El miércoles, representantes del sector del taxi se reunieron con la presidenta Prohens y le advirtieron de que se producirá una “masacre” del sector si se conceden 10.000 licencias VTC.
Significa ‘Vehículo de Transporte con Conductor’, son licencias con las que opera Uber. Se han solicitado 10.000, 3.500 en Mallorca y el resto en Ibiza. Fueron presentadas en 2023 en previsión de cambios legislativos, y una reciente sentencia del Tribunal Superior de Justicia de Baleares obliga ahora al Gobierno a tramitarlas.
El Parlament Balear aprobó una moratoria para frenar la avalancha de solicitudes hasta que se regule el servicio, pero estas licencias han quedado excluidas de esta suspensión. Por lo tanto, crece la preocupación en el sector del taxi, ya que el tribunal dictaminó que el gobierno debe reexaminar 600 solicitudes de una empresa específica (Moove Cars). Este precedente podría aplicarse a todas las demás aplicaciones.
La sentencia anuló un mecanismo que el Gobierno había adoptado para frenar los VTC -un ratio basado en el número de taxis (un vehículo de transporte por cada 12,6 taxis en Mallorca)- que servía para establecer un límite máximo. El tribunal consideró que este criterio no estaba suficientemente justificado. Su fallo no implica la concesión automática de las licencias, pero sí obliga al Gobierno a reconsiderarlas caso por caso.
En la reunión, los taxistas presentaron un argumento que quieren que el gobierno considere al denegar la autorización de la licencia. Esto se debe a la ausencia de fronteras regionales y a la relativa falta de carreteras que en última instancia sean de propiedad estatal, por ejemplo, autopistas. En Baleares no puede haber cruce de fronteras. Las licencias surgen de la autorización estatal pero son otorgadas por el gobierno regional mediante facultades delegadas.

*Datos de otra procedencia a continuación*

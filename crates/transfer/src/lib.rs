//! File transfers: stream-initiation offers carried over in-band
//! bytestreams.
//!
//! Every transfer walks `Pending → Negotiating → Transferring` and ends in
//! exactly one of `Completed`, `Failed` or `Cancelled`. Once a transfer is
//! terminal it leaves the in-memory table, so late signals for it find
//! nothing to act on, and the store refuses to rewrite terminal rows.

pub mod offer;

use std::collections::HashMap;
use std::io;
use std::path::{Path, PathBuf};
use std::sync::Arc;
use std::time::Duration;

use chrono::Utc;
use tokio::{
    fs::{self, File, OpenOptions},
    io::{AsyncReadExt, AsyncWriteExt},
    time::Instant,
};
use tracing::{debug, info, warn};
use uuid::Uuid;
use xmpp_parsers::{iq::Iq, jid::Jid, minidom::Element};

use rookery_core::{
    Emitter, EventPayload,
    config::TransferConfig,
    event::{FileTransfer, TransferDirection, TransferState},
    jid::new_iq_id,
};
use rookery_storage::{Database, FromRow, Row, StorageError};
use rookery_xmpp::{IqResponse, OutboundError, ProtocolError, Stanza, outbound, router::NS_SI};

pub use offer::{IbbRequest, Offer, parse_ibb, parse_offer};

#[derive(Debug, thiserror::Error)]
pub enum TransferError {
    #[error("storage error: {0}")]
    Storage(#[from] StorageError),

    #[error(transparent)]
    Outbound(#[from] OutboundError),

    #[error(transparent)]
    Protocol(#[from] ProtocolError),

    #[error("file error: {0}")]
    Io(#[from] io::Error),

    #[error("unknown transfer {0}")]
    UnknownTransfer(String),

    #[error("transfer {id} cannot do that while {state:?}")]
    InvalidState { id: String, state: TransferState },

    #[error("{path} is {size} bytes, over the {max} byte limit")]
    TooLarge { path: String, size: u64, max: u64 },

    #[error("{0} is not a regular file")]
    NotAFile(String),

    #[error("negotiation of transfer {0} timed out")]
    NegotiationTimedOut(String),
}

/// What an outstanding iq of ours is for.
#[derive(Debug, Clone, Copy, PartialEq, Eq)]
enum Step {
    Offer,
    Open,
    Data,
    Close,
}

struct Active {
    transfer: FileTransfer,
    sid: String,
    /// Inbound only: the offer iq, answered on accept or reject.
    offer_iq: Option<String>,
    /// Acknowledged (outbound) or written (inbound) bytes.
    bytes: u64,
    seq: u16,
    /// Size of the block awaiting acknowledgement.
    in_flight: u64,
    file: Option<File>,
    deadline: Option<Instant>,
    last_report: Option<Instant>,
}

impl Active {
    fn new(transfer: FileTransfer, sid: String, offer_iq: Option<String>) -> Self {
        Self {
            transfer,
            sid,
            offer_iq,
            bytes: 0,
            seq: 0,
            in_flight: 0,
            file: None,
            deadline: None,
            last_report: None,
        }
    }

    /// Where inbound data collects until close. One per transfer, so offers
    /// of the same filename never share it.
    fn part_path(&self) -> PathBuf {
        PathBuf::from(format!("{}.{}.part", self.transfer.local_path, self.transfer.id))
    }

    fn progress(&self) -> f64 {
        if self.transfer.size == 0 {
            return 1.0;
        }
        (self.bytes as f64 / self.transfer.size as f64).min(1.0)
    }
}

struct TransferRow(FileTransfer);

impl FromRow for TransferRow {
    fn from_row(row: &Row) -> Result<Self, StorageError> {
        let Ok(direction) = row.text(1, "direction")?.parse::<TransferDirection>();
        let state = row
            .text(7, "state")?
            .parse::<TransferState>()
            .map_err(StorageError::QueryFailed)?;
        Ok(TransferRow(FileTransfer {
            id: row.text(0, "id")?,
            direction,
            peer: row.text(2, "peer_jid")?,
            filename: row.text(3, "filename")?,
            size: u64::try_from(row.integer(4, "size")?).unwrap_or_default(),
            mime_type: row.opt_text(5),
            local_path: row.text(6, "local_path")?,
            state,
            progress: row.real(8, "progress")?,
            error: row.opt_text(9),
        }))
    }
}

const TRANSFER_COLUMNS: &str =
    "id, direction, peer_jid, filename, size, mime_type, local_path, state, progress, error";

fn new_transfer_id() -> String {
    format!("ft_{}", Uuid::new_v4())
}

/// Owns every live transfer of one account.
pub struct TransferManager<D: Database> {
    db: Arc<D>,
    emitter: Emitter,
    account: String,
    config: TransferConfig,
    negotiation_timeout: Duration,
    active: HashMap<String, Active>,
    /// Our outstanding iq ids.
    requests: HashMap<String, (String, Step)>,
    /// Bytestream session id to transfer id.
    sids: HashMap<String, String>,
}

El presidente de la federación de taxistas, Gabriel Moragues, afirmó que estas licencias “serían insostenibles para el modelo económico de Baleares” y se refirió a “mafias que especulan con un bien público”. En otras partes de España, las empresas de inversión han adquirido licencias pagando tarifas insignificantes y luego las han vendido a precios mucho más altos, obteniendo así ganancias millonarias.
Añadió que la llegada de estas empresas a Baleares sería “inaceptable” para la rentabilidad del sector del taxi y que Uber, que sí tiene presencia en las islas, incurre en competencia desleal. “Uber cobra menos en invierno y cuatro veces más en verano. Los coches atraen clientes en los paseos marítimos, algo que no les permiten. Uber no quiere coexistir”.
Jordi Mora, presidente de la federación Pimem de asociaciones de pequeñas y medianas empresas, afirmó: “Tenemos que preguntarnos qué modelo queremos para las islas: 2.500 taxis, 2.500 familias, 2.500 pequeñas empresas o dos o tres grandes operadores especulativos que engañan al sistema”. Advirtió del impacto que una afluencia de coches podría tener en la región, especialmente porque el debate en Mallorca gira en torno a cómo establecer límites.